[Stored data entries]
=== Section Start ===
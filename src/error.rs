// src/error.rs

//! Unified error handling for the catalogue crawler.

use std::fmt;

use thiserror::Error;

/// Result type alias for crawler operations.
pub type Result<T> = std::result::Result<T, AppError>;

/// Unified application error type.
#[derive(Error, Debug)]
pub enum AppError {
    /// I/O operation failed
    #[error("I/O error: {0}")]
    Io(#[from] std::io::Error),

    /// HTTP request failed
    #[error("HTTP error: {0}")]
    Http(#[from] reqwest::Error),

    /// JSON serialization/deserialization failed
    #[error("JSON error: {0}")]
    Json(#[from] serde_json::Error),

    /// TOML parsing failed
    #[error("TOML parse error: {0}")]
    Toml(#[from] toml::de::Error),

    /// URL parsing failed
    #[error("URL parse error: {0}")]
    Url(#[from] url::ParseError),

    /// SQLite operation failed
    #[error("Database error: {0}")]
    Db(#[from] rusqlite::Error),

    /// CSS selector parsing failed
    #[error("Invalid selector '{selector}': {message}")]
    Selector { selector: String, message: String },

    /// Configuration error
    #[error("Configuration error: {0}")]
    Config(String),

    /// Data validation error
    #[error("Validation error: {0}")]
    Validation(String),

    /// Page fetch failed after retries
    #[error("Fetch error for {program_key}: {message}")]
    Fetch {
        program_key: String,
        message: String,
    },

    /// Document had an unexpected shape
    #[error("Parse error for {context}: {message}")]
    Parse { context: String, message: String },

    /// Persistence failed at program, block, or course granularity
    #[error("Persist error for {context}: {message}")]
    Persist { context: String, message: String },
}

impl AppError {
    /// Create a selector parsing error.
    pub fn selector(selector: impl Into<String>, message: impl fmt::Display) -> Self {
        Self::Selector {
            selector: selector.into(),
            message: message.to_string(),
        }
    }

    /// Create a configuration error.
    pub fn config(message: impl Into<String>) -> Self {
        Self::Config(message.into())
    }

    /// Create a validation error.
    pub fn validation(message: impl Into<String>) -> Self {
        Self::Validation(message.into())
    }

    /// Create a fetch error tied to a program key or URL.
    pub fn fetch(program_key: impl Into<String>, message: impl fmt::Display) -> Self {
        Self::Fetch {
            program_key: program_key.into(),
            message: message.to_string(),
        }
    }

    /// Create a parse error with context.
    pub fn parse(context: impl Into<String>, message: impl fmt::Display) -> Self {
        Self::Parse {
            context: context.into(),
            message: message.to_string(),
        }
    }

    /// Create a persistence error with context.
    pub fn persist(context: impl Into<String>, message: impl fmt::Display) -> Self {
        Self::Persist {
            context: context.into(),
            message: message.to_string(),
        }
    }
}
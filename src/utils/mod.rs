//! Utility functions and helpers.

pub mod http;
pub mod log;

use scraper::ElementRef;
use url::Url;

/// Resolve a potentially relative URL against a base URL.
pub fn resolve_url(base: &Url, href: &str) -> String {
    base.join(href)
        .map(|u| u.to_string())
        .unwrap_or_else(|_| href.to_string())
}

/// Resolve a URL string against a base URL string.
pub fn resolve(base_url: &str, href: &str) -> Option<String> {
    Url::parse(base_url)
        .ok()
        .map(|base| resolve_url(&base, href))
}

/// Collapse runs of whitespace into single spaces and trim.
pub fn normalize_ws(s: &str) -> String {
    s.split_whitespace().collect::<Vec<_>>().join(" ")
}

/// Collect an element's text content with normalized whitespace.
pub fn element_text(el: &ElementRef) -> String {
    normalize_ws(&el.text().collect::<Vec<_>>().join(" "))
}
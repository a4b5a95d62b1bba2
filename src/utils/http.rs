// src/utils/http.rs

//! HTTP client utilities.

use std::time::Duration;

use crate::error::Result;
use crate::models::CrawlerConfig;

/// Create a configured asynchronous HTTP client.
pub fn create_async_client(config: &CrawlerConfig) -> Result<reqwest::Client> {
    let client = reqwest::Client::builder()
        .user_agent(&config.user_agent)
        .timeout(Duration::from_secs(config.timeout_secs))
        .build()?;
    Ok(client)
}

/// Fetch a page and return its body, treating non-2xx statuses as errors.
pub async fn fetch_text(client: &reqwest::Client, url: &str) -> Result<String> {
    let response = client.get(url).send().await?.error_for_status()?;
    Ok(response.text().await?)
}
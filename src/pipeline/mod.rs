// src/pipeline/mod.rs

//! Pipeline orchestration entry points used by the CLI.

mod load;
mod scrape;

pub use load::run_load;
pub use scrape::{process_fetched, run_extract, run_scrape};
=== Section End ===
*Exercise details*: Gather up every line in the data above that contains the word "Unified", copying each one.

*Response to this task*:
//! Unified error handling for the catalogue crawler.
/// Unified application error type.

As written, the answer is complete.